Objectives
To investigate the effect of induced fetal demise on the induction to expulsion interval during later trimester medication abortion.
Study design
This retrospective cohort was conducted at St. Paul’s Hospital Millennium Medical College, Ethiopia. Later medication abortion cases that had induced fetal demise were compared to matching cases with no induced fetal demise. Data were collected by reviewing maternal charts and analyzed using SPSS version 23. Simple descriptive analysis, χ2 test, and multiple logistic regression analysis were used as appropriate.

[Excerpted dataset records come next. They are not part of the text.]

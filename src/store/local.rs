//! Local JSON file store with rolling backups

use super::ResultStore;
use crate::error::{LeagueError, Result};
use async_trait::async_trait;
use chrono::Local;
use regex::Regex;
use serde::Serialize;
use serde_json::Value;
use std::path::{Path, PathBuf};
use tokio::fs;
use tracing::{debug, error, info, warn};

/// Stores each document as `<data_dir>/<name>`, copying the previous version
/// into `<data_dir>/backups/` before every overwrite
pub struct LocalStore {
    base_dir: PathBuf,
    backup_dir: PathBuf,
    generations: usize,
}

impl LocalStore {
    /// Open the store, creating its directories if needed
    pub async fn open(base_dir: impl AsRef<Path>, generations: usize) -> Result<Self> {
        let base_dir = base_dir.as_ref().to_path_buf();
        let backup_dir = base_dir.join("backups");

        fs::create_dir_all(&backup_dir).await?;

        Ok(Self {
            base_dir,
            backup_dir,
            generations: generations.max(1),
        })
    }

    pub fn base_dir(&self) -> &Path {
        &self.base_dir
    }

    fn path_for(&self, name: &str) -> Result<PathBuf> {
        if name.is_empty() || name.contains('/') || name.contains('\\') || name.starts_with('.') {
            return Err(LeagueError::MalformedRecord(format!(
                "invalid document name {:?}",
                name
            )));
        }
        Ok(self.base_dir.join(name))
    }

    /// Existing backups of a document, oldest first
    pub async fn backups_for(&self, name: &str) -> Result<Vec<PathBuf>> {
        let (stem, ext) = split_name(name);
        let pattern = Regex::new(&format!(
            r"^{}_\d{{8}}_\d{{6}}_\d{{3}}(?:_\d{{2}})?{}$",
            regex::escape(stem),
            regex::escape(ext)
        ))
        .map_err(|e| LeagueError::MalformedRecord(format!("backup pattern for {}: {}", name, e)))?;

        let mut backups = Vec::new();
        let mut entries = fs::read_dir(&self.backup_dir).await?;
        while let Some(entry) = entries.next_entry().await? {
            let file_name = entry.file_name();
            if pattern.is_match(&file_name.to_string_lossy()) {
                backups.push(entry.path());
            }
        }

        // Timestamps are zero-padded, so name order is age order
        backups.sort();
        Ok(backups)
    }

    async fn create_backup(&self, name: &str, path: &Path) -> Result<()> {
        if fs::metadata(path).await.is_err() {
            return Ok(());
        }

        let stamp = Local::now().format("%Y%m%d_%H%M%S_%3f").to_string();
        let backup_path = self.free_backup_path(name, &stamp).await?;
        fs::copy(path, &backup_path).await?;
        debug!("Backed up {} to {}", name, backup_path.display());

        let backups = self.backups_for(name).await?;
        if backups.len() > self.generations {
            for old in &backups[..backups.len() - self.generations] {
                if let Err(e) = fs::remove_file(old).await {
                    warn!("Failed to prune backup {}: {}", old.display(), e);
                }
            }
        }

        Ok(())
    }

    /// Backup path for `stamp`, suffixed `_01`.. when saves land in the same millisecond
    async fn free_backup_path(&self, name: &str, stamp: &str) -> Result<PathBuf> {
        let (stem, ext) = split_name(name);
        let path = self.backup_dir.join(format!("{}_{}{}", stem, stamp, ext));
        if !fs::try_exists(&path).await? {
            return Ok(path);
        }

        for n in 1..100 {
            let path = self
                .backup_dir
                .join(format!("{}_{}_{:02}{}", stem, stamp, n, ext));
            if !fs::try_exists(&path).await? {
                return Ok(path);
            }
        }

        Err(LeagueError::CorruptStore {
            name: name.to_string(),
            reason: format!("no free backup name for {}", stamp),
        })
    }

    async fn restore_from_backup(&self, name: &str) -> Result<Option<Value>> {
        let backups = self.backups_for(name).await?;

        for backup in backups.iter().rev() {
            let text = match fs::read_to_string(backup).await {
                Ok(text) => text,
                Err(e) => {
                    warn!("Failed to read backup {}: {}", backup.display(), e);
                    continue;
                }
            };

            match serde_json::from_str(&text) {
                Ok(value) => {
                    info!("Recovered {} from backup {}", name, backup.display());
                    return Ok(Some(value));
                }
                Err(e) => warn!("Backup {} is also unreadable: {}", backup.display(), e),
            }
        }

        let err = LeagueError::CorruptStore {
            name: name.to_string(),
            reason: format!("no readable backup among {}", backups.len()),
        };
        error!("{}; treating document as absent", err);
        Ok(None)
    }
}

#[async_trait]
impl ResultStore for LocalStore {
    async fn load(&self, name: &str) -> Result<Option<Value>> {
        let path = self.path_for(name)?;

        let text = match fs::read_to_string(&path).await {
            Ok(text) => text,
            Err(e) if e.kind() == std::io::ErrorKind::NotFound => return Ok(None),
            Err(e) => return Err(e.into()),
        };

        match serde_json::from_str(&text) {
            Ok(value) => Ok(Some(value)),
            Err(e) => {
                warn!("Error reading {}: {}", name, e);
                self.restore_from_backup(name).await
            }
        }
    }

    async fn save(&self, name: &str, data: &Value) -> Result<()> {
        let path = self.path_for(name)?;
        self.create_backup(name, &path).await?;

        let mut buf = Vec::new();
        let formatter = serde_json::ser::PrettyFormatter::with_indent(b"    ");
        let mut serializer = serde_json::Serializer::with_formatter(&mut buf, formatter);
        data.serialize(&mut serializer)?;

        let tmp_path = self.base_dir.join(format!(".{}.tmp", name));
        fs::write(&tmp_path, &buf).await?;
        fs::rename(&tmp_path, &path).await?;

        debug!("Saved {} ({} bytes)", name, buf.len());
        Ok(())
    }

    fn describe(&self) -> String {
        format!("local ({})", self.base_dir.display())
    }
}

fn split_name(name: &str) -> (&str, &str) {
    match name.rfind('.') {
        Some(idx) if idx > 0 => (&name[..idx], &name[idx..]),
        _ => (name, ""),
    }
}

#[cfg(test)]
mod tests {
    use super::*;
    use serde_json::json;

    #[tokio::test]
    async fn test_round_trip_and_missing() {
        let dir = tempfile::tempdir().unwrap();
        let store = LocalStore::open(dir.path(), 5).await.unwrap();

        assert!(store.load("teams_info.json").await.unwrap().is_none());

        store.save("teams_info.json", &json!({"a": 1})).await.unwrap();
        assert_eq!(store.load("teams_info.json").await.unwrap(), Some(json!({"a": 1})));

        let raw = std::fs::read_to_string(dir.path().join("teams_info.json")).unwrap();
        assert!(raw.contains("\n    \"a\": 1"));
    }

    #[tokio::test]
    async fn test_keeps_last_generations() {
        let dir = tempfile::tempdir().unwrap();
        let store = LocalStore::open(dir.path(), 5).await.unwrap();

        // Back-to-back saves may share a millisecond stamp
        for i in 0..8 {
            store.save("payments.json", &json!({ "n": i })).await.unwrap();
        }

        let backups = store.backups_for("payments.json").await.unwrap();
        assert_eq!(backups.len(), 5);
        let newest = std::fs::read_to_string(backups.last().unwrap()).unwrap();
        assert_eq!(serde_json::from_str::<Value>(&newest).unwrap(), json!({"n": 6}));
        assert_eq!(store.load("payments.json").await.unwrap(), Some(json!({"n": 7})));
    }

    #[tokio::test]
    async fn test_same_stamp_backups_get_suffixes() {
        let dir = tempfile::tempdir().unwrap();
        let store = LocalStore::open(dir.path(), 5).await.unwrap();
        let stamp = "20261015_120000_123";

        let first = store.free_backup_path("teams_info.json", stamp).await.unwrap();
        std::fs::write(&first, "{}").unwrap();
        let second = store.free_backup_path("teams_info.json", stamp).await.unwrap();
        std::fs::write(&second, "{}").unwrap();
        let third = store.free_backup_path("teams_info.json", stamp).await.unwrap();

        assert!(first.ends_with("teams_info_20261015_120000_123.json"));
        assert!(second.ends_with("teams_info_20261015_120000_123_01.json"));
        assert!(third.ends_with("teams_info_20261015_120000_123_02.json"));

        // Suffixed names still sort after the plain stamp
        let backups = store.backups_for("teams_info.json").await.unwrap();
        assert_eq!(backups, vec![first, second]);
    }

    #[tokio::test]
    async fn test_backups_do_not_mix_similar_names() {
        let dir = tempfile::tempdir().unwrap();
        let store = LocalStore::open(dir.path(), 5).await.unwrap();

        store.save("week_1_matchup.json", &json!([])).await.unwrap();
        store.save("week_1_matchup.json", &json!([1])).await.unwrap();
        store.save("week_10_matchup.json", &json!([])).await.unwrap();
        store.save("week_10_matchup.json", &json!([10])).await.unwrap();

        assert_eq!(store.backups_for("week_1_matchup.json").await.unwrap().len(), 1);
        assert_eq!(store.backups_for("week_10_matchup.json").await.unwrap().len(), 1);
    }

    #[tokio::test]
    async fn test_recovers_corrupt_document_from_backup() {
        let dir = tempfile::tempdir().unwrap();
        let store = LocalStore::open(dir.path(), 5).await.unwrap();

        store.save("skins_winners.json", &json!({"v": 1})).await.unwrap();
        store.save("skins_winners.json", &json!({"v": 2})).await.unwrap();
        std::fs::write(dir.path().join("skins_winners.json"), "{ not json").unwrap();

        let recovered = store.load("skins_winners.json").await.unwrap();
        assert_eq!(recovered, Some(json!({"v": 1})));
    }

    #[tokio::test]
    async fn test_corrupt_without_backup_is_absent() {
        let dir = tempfile::tempdir().unwrap();
        let store = LocalStore::open(dir.path(), 5).await.unwrap();

        std::fs::write(dir.path().join("survivor.json"), "garbage").unwrap();
        assert!(store.load("survivor.json").await.unwrap().is_none());
    }

    #[tokio::test]
    async fn test_rejects_path_traversal() {
        let dir = tempfile::tempdir().unwrap();
        let store = LocalStore::open(dir.path(), 5).await.unwrap();
        assert!(store.save("../escape.json", &json!(1)).await.is_err());
    }

    #[test]
    fn test_split_name() {
        assert_eq!(split_name("week_3_matchup.json"), ("week_3_matchup", ".json"));
        assert_eq!(split_name("plain"), ("plain", ""));
    }
}
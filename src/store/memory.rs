//! In-memory document store
//!
//! Holds documents for the lifetime of the process. Used by tests and dry runs
//! where nothing should touch disk or the network.

use super::ResultStore;
use crate::error::Result;
use async_trait::async_trait;
use serde_json::Value;
use std::collections::HashMap;
use std::sync::Arc;
use tokio::sync::RwLock;
use tracing::debug;

/// Thread-safe map of document name to JSON value
#[derive(Clone, Default)]
pub struct MemoryStore {
    documents: Arc<RwLock<HashMap<String, Value>>>,
    writes: Arc<RwLock<Vec<String>>>,
}

impl MemoryStore {
    pub fn new() -> Self {
        Self::default()
    }

    /// Names of documents written so far, in write order
    pub async fn write_log(&self) -> Vec<String> {
        self.writes.read().await.clone()
    }

    /// Names of all stored documents, sorted
    pub async fn names(&self) -> Vec<String> {
        let documents = self.documents.read().await;
        let mut names: Vec<String> = documents.keys().cloned().collect();
        names.sort();
        names
    }
}

#[async_trait]
impl ResultStore for MemoryStore {
    async fn load(&self, name: &str) -> Result<Option<Value>> {
        let documents = self.documents.read().await;
        Ok(documents.get(name).cloned())
    }

    async fn save(&self, name: &str, data: &Value) -> Result<()> {
        self.documents
            .write()
            .await
            .insert(name.to_string(), data.clone());
        self.writes.write().await.push(name.to_string());
        debug!("[MemoryStore] Saved {}", name);
        Ok(())
    }

    fn describe(&self) -> String {
        "memory".to_string()
    }
}
//! Weekly skins pot
//!
//! The biggest qualifying margin of victory each week takes the pot. When no
//! margin qualifies the pot rolls over and grows by the weekly amount.

use super::BonusEngine;
use crate::config::Config;
use crate::error::Result;
use crate::season::SeasonMatchups;
use crate::store::{documents, save_doc, ResultStore};
use crate::types::{de_week, SkinsWin};
use rust_decimal::Decimal;
use serde::{Deserialize, Serialize};
use std::collections::BTreeMap;
use std::ops::RangeInclusive;
use tracing::{debug, info};

#[derive(Debug, Clone)]
pub struct SkinsConfig {
    /// Starting pot, and the amount added for each week without a winner
    pub weekly_pot: Decimal,
    pub min_margin: Decimal,
    pub season_weeks: u32,
}

impl From<&Config> for SkinsConfig {
    fn from(config: &Config) -> Self {
        Self {
            weekly_pot: config.financial.skins_weekly_pot,
            min_margin: config.game.skins_min_margin,
            season_weeks: config.game.season_weeks,
        }
    }
}

/// One win as stored in `skins_winners.json`
#[derive(Debug, Clone, PartialEq, Serialize, Deserialize)]
pub struct SkinsEntry {
    #[serde(deserialize_with = "de_week")]
    pub week_number: u32,
    pub margin_victory: Decimal,
    pub pot_winnings: Decimal,
}

/// Chronological wins plus per-team totals
#[derive(Debug, Clone, Default, PartialEq)]
pub struct SkinsOutcome {
    pub wins: Vec<SkinsWin>,
    pub totals: BTreeMap<String, Decimal>,
    /// Pot carried into the next week
    pub carryover: Decimal,
}

impl SkinsOutcome {
    /// Stored shape: team name to its list of wins
    pub fn to_document(&self) -> BTreeMap<String, Vec<SkinsEntry>> {
        let mut doc: BTreeMap<String, Vec<SkinsEntry>> = BTreeMap::new();
        for win in &self.wins {
            doc.entry(win.team.clone()).or_default().push(SkinsEntry {
                week_number: win.week,
                margin_victory: win.margin,
                pot_winnings: win.pot,
            });
        }
        doc
    }

    pub fn weeks_won(&self, team: &str) -> usize {
        self.wins.iter().filter(|w| w.team == team).count()
    }
}

pub struct SkinsEngine {
    config: SkinsConfig,
}

impl SkinsEngine {
    pub fn new(config: SkinsConfig) -> Self {
        Self { config }
    }

    /// Scan the season in week order.
    ///
    /// Weeks without a document leave the pot unchanged. Equal margins in one
    /// week go to the record stored first.
    pub fn compute(&self, season: &SeasonMatchups) -> SkinsOutcome {
        let base = self.config.weekly_pot;
        let mut outcome = SkinsOutcome::default();
        let mut pot = base;

        for week in self.weeks() {
            let Some(records) = season.week(week) else {
                continue;
            };

            let best = records
                .iter()
                .filter_map(|r| r.decisive_margin())
                .filter(|(_, margin)| *margin >= self.config.min_margin)
                .fold(None, |best: Option<(&str, Decimal)>, (team, margin)| match best {
                    Some((_, top)) if top >= margin => best,
                    _ => Some((team, margin)),
                });

            match best {
                Some((team, margin)) => {
                    info!("Week {}: {} wins ${} skins pot by {}", week, team, pot, margin);
                    outcome.wins.push(SkinsWin {
                        week,
                        team: team.to_string(),
                        margin,
                        pot,
                    });
                    *outcome.totals.entry(team.to_string()).or_default() += pot;
                    pot = base;
                }
                None => {
                    pot += base;
                    debug!("Week {}: no qualifying margin, pot rolls to ${}", week, pot);
                }
            }
        }

        outcome.carryover = pot;
        outcome
    }

    pub async fn run(&self, store: &dyn ResultStore) -> Result<SkinsOutcome> {
        let season = SeasonMatchups::load(store, self.weeks()).await?;
        let outcome = self.compute(&season);

        save_doc(store, documents::SKINS, &outcome.to_document()).await?;
        info!(
            "Saved {} skins wins ({} carried over)",
            outcome.wins.len(),
            outcome.carryover
        );
        Ok(outcome)
    }
}

impl BonusEngine for SkinsEngine {
    fn weeks(&self) -> RangeInclusive<u32> {
        1..=self.config.season_weeks
    }

    fn name(&self) -> &'static str {
        "Skins Game"
    }
}

#[cfg(test)]
mod tests {
    use super::*;
    use crate::store::MemoryStore;
    use crate::types::{GameStatus, MatchupRecord, Team, TeamMatchup};
    use rust_decimal_macros::dec;

    fn team(name: &str) -> Team {
        Team {
            team_key: format!("k.{}", name),
            team_id: "0".into(),
            team_name: name.into(),
        }
    }

    fn record(week: u32, a: &str, a_pts: Decimal, b: &str, b_pts: Decimal) -> MatchupRecord {
        MatchupRecord::from_matchup(
            &team(a),
            &TeamMatchup {
                week,
                status: GameStatus::Final,
                team_points: a_pts,
                opponent_points: b_pts,
                opponent_key: format!("k.{}", b),
                opponent_name: b.into(),
            },
        )
    }

    fn engine() -> SkinsEngine {
        SkinsEngine::new(SkinsConfig {
            weekly_pot: dec!(10),
            min_margin: dec!(20),
            season_weeks: 17,
        })
    }

    #[test]
    fn test_pot_rolls_over_and_resets() {
        let mut season = SeasonMatchups::new();
        season.insert(1, vec![record(1, "A", dec!(100), "B", dec!(80))]);
        season.insert(2, vec![record(2, "A", dec!(90), "B", dec!(95))]);
        season.insert(3, vec![record(3, "C", dec!(70), "A", dec!(68))]);
        season.insert(4, vec![record(4, "B", dec!(140), "C", dec!(100))]);
        season.insert(5, vec![record(5, "C", dec!(130), "A", dec!(100))]);

        let outcome = engine().compute(&season);

        let pots: Vec<_> = outcome.wins.iter().map(|w| (w.week, w.team.as_str(), w.pot)).collect();
        assert_eq!(
            pots,
            vec![(1, "A", dec!(10)), (4, "B", dec!(30)), (5, "C", dec!(10))]
        );
        assert_eq!(outcome.totals.get("B"), Some(&dec!(30)));
        assert_eq!(outcome.carryover, dec!(10));
    }

    #[test]
    fn test_pot_after_two_weeks_without_winner() {
        let mut season = SeasonMatchups::new();
        season.insert(1, vec![record(1, "A", dec!(100), "B", dec!(80))]);
        season.insert(2, vec![record(2, "A", dec!(90), "B", dec!(95))]);

        let outcome = engine().compute(&season);
        assert_eq!(outcome.wins.len(), 1);
        assert_eq!(outcome.wins[0].margin, dec!(20));
        assert_eq!(outcome.carryover, dec!(20));
    }

    #[test]
    fn test_missing_weeks_do_not_grow_pot() {
        let mut season = SeasonMatchups::new();
        season.insert(6, vec![record(6, "A", dec!(150), "B", dec!(100))]);

        let outcome = engine().compute(&season);
        assert_eq!(outcome.wins[0].pot, dec!(10));
    }

    #[test]
    fn test_largest_margin_wins_first_on_tie() {
        let mut season = SeasonMatchups::new();
        season.insert(1, vec![
            record(1, "A", dec!(120), "B", dec!(90)),
            record(1, "C", dec!(140), "D", dec!(100)),
            record(1, "E", dec!(140), "F", dec!(100)),
        ]);

        let outcome = engine().compute(&season);
        assert_eq!(outcome.wins.len(), 1);
        assert_eq!(outcome.wins[0].team, "C");
        assert_eq!(outcome.weeks_won("C"), 1);
    }

    #[test]
    fn test_ties_never_qualify() {
        let mut season = SeasonMatchups::new();
        season.insert(1, vec![record(1, "A", dec!(100), "B", dec!(100))]);

        let outcome = engine().compute(&season);
        assert!(outcome.wins.is_empty());
        assert_eq!(outcome.carryover, dec!(20));
    }

    #[tokio::test]
    async fn test_run_writes_team_map() {
        let store = MemoryStore::new();
        save_doc(
            &store,
            &documents::week_matchups(1),
            &vec![record(1, "A", dec!(100), "B", dec!(70))],
        )
        .await
        .unwrap();

        engine().run(&store).await.unwrap();
        let doc = store.load(documents::SKINS).await.unwrap().unwrap();
        assert_eq!(doc["A"][0]["week_number"], 1);
        assert_eq!(doc["A"][0]["pot_winnings"], "10");
        assert_eq!(doc["A"][0]["margin_victory"], "30");
    }
}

Odds ratio, 95% CI, and p-value<0.05 were used to present the significance of the findings.
Results
A total of 208 patient charts were analyzed. Seventy-nine patients were provided with intra-amniotic digoxin, 37 patients were provided with intracardiac lidocaine, and 92 had no induced demise. The mean induction to expulsion interval was 17.8 hours in the intra-amniotic digoxin group, which is not statistically different than 19.3 hours in the intracardiac lidocaine and 18.5 hours in the group without induced fetal demise (p-value = 0.61). Expulsion rate after 24 hours was not statistically different among the three groups (5.1% in the digoxin group vs 10.6% intracardiac lidocaine group vs 7.8% in the no induced fetal demise group, p-value = 0.82). Multivariate regression analysis demonstrated that inducing fetal demise was not associated with successful expulsion at<24 hours (adjusted odds ratio [AOR] = 0.19, 95% CI, 0.03–1.29 and AOR = 0.62, 95% CI, 0.11–3.48, for digoxin and lidocaine, respectively) from induction.
Conclusions
In this study, inducing fetal demise using digoxin or lidocaine prior to later medication abortion was not associated with a reduction in the induction to expulsion interval.
Implications
During later medication abortion with mifepristone and misoprostol, inducing fetal demise may not be associated with a change in the length of the procedure. Induced fetal demise may be required for other reasons.